WORK ITEM. Please copy each line from the entries that contains the string "faer".
··· ENTRIES SUPPLIED ···
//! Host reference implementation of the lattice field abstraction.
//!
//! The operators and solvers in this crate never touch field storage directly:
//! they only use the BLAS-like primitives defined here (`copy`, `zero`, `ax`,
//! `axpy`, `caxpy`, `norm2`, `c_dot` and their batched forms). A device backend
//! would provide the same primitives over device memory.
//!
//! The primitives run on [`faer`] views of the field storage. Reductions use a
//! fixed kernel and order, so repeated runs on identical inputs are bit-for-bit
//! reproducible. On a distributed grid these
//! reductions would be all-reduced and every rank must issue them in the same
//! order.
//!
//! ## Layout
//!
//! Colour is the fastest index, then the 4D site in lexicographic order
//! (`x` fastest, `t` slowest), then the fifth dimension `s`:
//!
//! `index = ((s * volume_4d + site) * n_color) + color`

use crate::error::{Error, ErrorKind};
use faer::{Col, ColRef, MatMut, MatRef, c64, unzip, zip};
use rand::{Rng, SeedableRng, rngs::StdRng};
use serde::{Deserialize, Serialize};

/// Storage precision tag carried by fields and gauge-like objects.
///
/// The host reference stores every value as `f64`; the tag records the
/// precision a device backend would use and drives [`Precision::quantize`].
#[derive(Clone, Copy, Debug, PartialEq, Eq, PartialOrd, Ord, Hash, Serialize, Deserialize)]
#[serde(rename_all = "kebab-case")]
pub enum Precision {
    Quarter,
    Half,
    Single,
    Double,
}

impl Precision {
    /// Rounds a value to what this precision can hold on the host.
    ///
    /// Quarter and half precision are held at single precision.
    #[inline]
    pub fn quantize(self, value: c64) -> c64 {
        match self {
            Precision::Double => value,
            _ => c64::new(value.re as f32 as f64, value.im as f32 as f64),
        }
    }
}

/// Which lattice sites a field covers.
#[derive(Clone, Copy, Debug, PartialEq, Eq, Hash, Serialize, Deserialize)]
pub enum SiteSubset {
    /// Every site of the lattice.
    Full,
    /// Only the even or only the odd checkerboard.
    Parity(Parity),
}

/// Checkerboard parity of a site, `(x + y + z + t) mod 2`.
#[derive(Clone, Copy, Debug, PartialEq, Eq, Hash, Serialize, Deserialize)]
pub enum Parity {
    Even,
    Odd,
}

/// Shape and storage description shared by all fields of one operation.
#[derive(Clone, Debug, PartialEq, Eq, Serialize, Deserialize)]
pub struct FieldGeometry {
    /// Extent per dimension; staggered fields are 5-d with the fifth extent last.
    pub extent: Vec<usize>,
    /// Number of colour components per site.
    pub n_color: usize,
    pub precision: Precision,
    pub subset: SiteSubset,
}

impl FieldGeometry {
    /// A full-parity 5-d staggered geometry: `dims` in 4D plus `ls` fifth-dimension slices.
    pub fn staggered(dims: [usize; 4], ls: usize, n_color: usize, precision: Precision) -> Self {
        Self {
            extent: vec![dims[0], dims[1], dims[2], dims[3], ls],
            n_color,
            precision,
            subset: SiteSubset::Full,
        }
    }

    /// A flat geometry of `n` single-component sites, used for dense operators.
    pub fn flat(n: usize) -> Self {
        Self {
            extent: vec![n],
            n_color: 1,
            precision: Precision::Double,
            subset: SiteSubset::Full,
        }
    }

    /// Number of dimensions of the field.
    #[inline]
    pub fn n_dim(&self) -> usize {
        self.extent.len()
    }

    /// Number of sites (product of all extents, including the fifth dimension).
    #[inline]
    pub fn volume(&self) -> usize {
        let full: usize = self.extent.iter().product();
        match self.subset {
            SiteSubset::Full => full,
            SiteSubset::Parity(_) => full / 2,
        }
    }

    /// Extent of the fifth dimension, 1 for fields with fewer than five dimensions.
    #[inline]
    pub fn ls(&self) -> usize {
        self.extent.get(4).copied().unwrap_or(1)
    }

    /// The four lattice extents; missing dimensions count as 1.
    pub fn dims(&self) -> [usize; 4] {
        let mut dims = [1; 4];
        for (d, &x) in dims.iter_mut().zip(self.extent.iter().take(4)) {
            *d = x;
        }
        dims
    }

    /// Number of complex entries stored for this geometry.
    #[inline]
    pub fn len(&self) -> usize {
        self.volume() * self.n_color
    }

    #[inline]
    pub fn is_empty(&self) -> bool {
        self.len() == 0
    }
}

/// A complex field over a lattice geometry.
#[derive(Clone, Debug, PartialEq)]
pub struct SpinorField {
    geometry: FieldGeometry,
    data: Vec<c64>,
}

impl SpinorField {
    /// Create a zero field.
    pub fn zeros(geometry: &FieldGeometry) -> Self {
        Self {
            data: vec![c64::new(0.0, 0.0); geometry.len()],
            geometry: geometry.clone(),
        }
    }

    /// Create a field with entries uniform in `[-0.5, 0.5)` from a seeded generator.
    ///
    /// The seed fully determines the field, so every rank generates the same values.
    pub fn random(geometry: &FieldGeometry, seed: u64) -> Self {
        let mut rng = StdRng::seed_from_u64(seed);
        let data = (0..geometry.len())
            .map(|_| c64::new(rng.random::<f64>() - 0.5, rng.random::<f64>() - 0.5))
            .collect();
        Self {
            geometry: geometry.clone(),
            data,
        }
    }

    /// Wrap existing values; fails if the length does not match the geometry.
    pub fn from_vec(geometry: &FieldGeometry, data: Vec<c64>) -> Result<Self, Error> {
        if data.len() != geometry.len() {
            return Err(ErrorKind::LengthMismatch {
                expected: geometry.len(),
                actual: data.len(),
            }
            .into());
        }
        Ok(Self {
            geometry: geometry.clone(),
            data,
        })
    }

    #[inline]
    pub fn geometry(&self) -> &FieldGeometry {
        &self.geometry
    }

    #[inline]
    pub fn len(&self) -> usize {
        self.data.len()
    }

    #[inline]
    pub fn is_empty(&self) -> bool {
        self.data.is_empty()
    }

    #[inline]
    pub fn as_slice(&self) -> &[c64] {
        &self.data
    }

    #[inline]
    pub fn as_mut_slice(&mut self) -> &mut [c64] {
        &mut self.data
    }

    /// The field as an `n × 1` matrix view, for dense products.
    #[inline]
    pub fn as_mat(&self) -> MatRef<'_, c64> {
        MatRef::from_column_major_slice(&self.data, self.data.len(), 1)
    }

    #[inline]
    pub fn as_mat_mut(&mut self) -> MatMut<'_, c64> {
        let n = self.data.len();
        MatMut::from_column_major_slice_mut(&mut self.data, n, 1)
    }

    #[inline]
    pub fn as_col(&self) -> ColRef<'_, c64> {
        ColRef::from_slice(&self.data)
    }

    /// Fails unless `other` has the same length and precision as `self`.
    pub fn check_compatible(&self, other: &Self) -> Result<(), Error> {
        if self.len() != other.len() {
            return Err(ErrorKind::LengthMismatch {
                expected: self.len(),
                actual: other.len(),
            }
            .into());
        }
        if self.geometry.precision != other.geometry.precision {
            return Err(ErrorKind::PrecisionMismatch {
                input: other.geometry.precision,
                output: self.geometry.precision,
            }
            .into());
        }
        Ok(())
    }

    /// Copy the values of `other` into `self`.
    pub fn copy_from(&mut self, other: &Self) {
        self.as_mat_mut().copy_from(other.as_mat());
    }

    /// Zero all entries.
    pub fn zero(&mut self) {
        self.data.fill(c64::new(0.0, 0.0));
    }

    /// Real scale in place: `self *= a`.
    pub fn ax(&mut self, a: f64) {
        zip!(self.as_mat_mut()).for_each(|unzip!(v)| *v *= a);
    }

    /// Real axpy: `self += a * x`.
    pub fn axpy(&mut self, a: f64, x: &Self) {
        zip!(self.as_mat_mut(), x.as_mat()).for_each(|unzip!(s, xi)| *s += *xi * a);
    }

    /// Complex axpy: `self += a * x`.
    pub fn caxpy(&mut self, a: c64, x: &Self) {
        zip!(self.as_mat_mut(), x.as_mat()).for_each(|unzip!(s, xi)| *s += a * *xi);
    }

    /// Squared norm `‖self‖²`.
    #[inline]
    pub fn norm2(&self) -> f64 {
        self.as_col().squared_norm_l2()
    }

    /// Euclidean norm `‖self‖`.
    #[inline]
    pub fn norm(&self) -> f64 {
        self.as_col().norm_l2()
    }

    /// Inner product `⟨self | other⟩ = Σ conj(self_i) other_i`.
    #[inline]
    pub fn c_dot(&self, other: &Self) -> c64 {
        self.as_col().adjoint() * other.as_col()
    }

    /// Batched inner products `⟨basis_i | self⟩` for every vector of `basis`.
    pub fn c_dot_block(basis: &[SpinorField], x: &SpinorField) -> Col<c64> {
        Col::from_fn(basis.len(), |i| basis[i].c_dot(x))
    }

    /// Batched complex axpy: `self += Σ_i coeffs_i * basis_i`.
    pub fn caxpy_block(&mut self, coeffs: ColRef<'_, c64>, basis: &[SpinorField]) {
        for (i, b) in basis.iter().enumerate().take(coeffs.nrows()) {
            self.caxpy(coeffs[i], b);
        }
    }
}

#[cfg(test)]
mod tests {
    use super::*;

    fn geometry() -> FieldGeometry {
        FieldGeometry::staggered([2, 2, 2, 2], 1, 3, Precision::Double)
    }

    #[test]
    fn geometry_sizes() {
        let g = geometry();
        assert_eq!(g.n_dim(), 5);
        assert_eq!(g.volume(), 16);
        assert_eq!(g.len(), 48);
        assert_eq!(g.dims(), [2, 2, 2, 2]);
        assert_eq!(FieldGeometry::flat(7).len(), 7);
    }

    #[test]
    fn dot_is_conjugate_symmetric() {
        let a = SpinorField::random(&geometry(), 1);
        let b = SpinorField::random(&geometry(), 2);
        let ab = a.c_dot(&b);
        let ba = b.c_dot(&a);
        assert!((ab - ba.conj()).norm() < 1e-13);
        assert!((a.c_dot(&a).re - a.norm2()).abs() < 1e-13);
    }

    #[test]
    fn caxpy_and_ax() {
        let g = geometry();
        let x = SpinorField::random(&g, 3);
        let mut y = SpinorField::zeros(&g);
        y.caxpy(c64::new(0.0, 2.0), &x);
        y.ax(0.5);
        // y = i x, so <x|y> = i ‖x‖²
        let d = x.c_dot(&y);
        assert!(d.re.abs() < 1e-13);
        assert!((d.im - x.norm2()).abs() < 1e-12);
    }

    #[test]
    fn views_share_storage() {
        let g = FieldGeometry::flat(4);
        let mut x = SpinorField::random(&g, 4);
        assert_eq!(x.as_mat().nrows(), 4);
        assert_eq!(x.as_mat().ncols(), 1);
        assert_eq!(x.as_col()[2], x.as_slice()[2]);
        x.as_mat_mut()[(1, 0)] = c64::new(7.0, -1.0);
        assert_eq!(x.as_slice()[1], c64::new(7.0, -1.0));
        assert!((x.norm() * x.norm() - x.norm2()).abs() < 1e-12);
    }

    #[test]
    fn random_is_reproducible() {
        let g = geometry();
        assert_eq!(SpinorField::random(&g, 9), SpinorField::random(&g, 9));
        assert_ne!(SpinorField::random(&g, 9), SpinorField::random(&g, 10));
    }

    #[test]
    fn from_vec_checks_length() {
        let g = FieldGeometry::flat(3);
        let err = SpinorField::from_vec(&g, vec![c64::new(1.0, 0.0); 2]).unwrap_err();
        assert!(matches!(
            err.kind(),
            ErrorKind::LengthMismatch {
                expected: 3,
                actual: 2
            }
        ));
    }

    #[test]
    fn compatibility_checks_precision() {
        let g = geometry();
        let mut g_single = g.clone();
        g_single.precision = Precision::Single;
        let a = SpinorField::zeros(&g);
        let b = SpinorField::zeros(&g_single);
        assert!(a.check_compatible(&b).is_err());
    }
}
···
SOLUTION FOR THIS PROBLEM.
//! The primitives run on [`faer`] views of the field storage. Reductions use a
use faer::{Col, ColRef, MatMut, MatRef, c64, unzip, zip};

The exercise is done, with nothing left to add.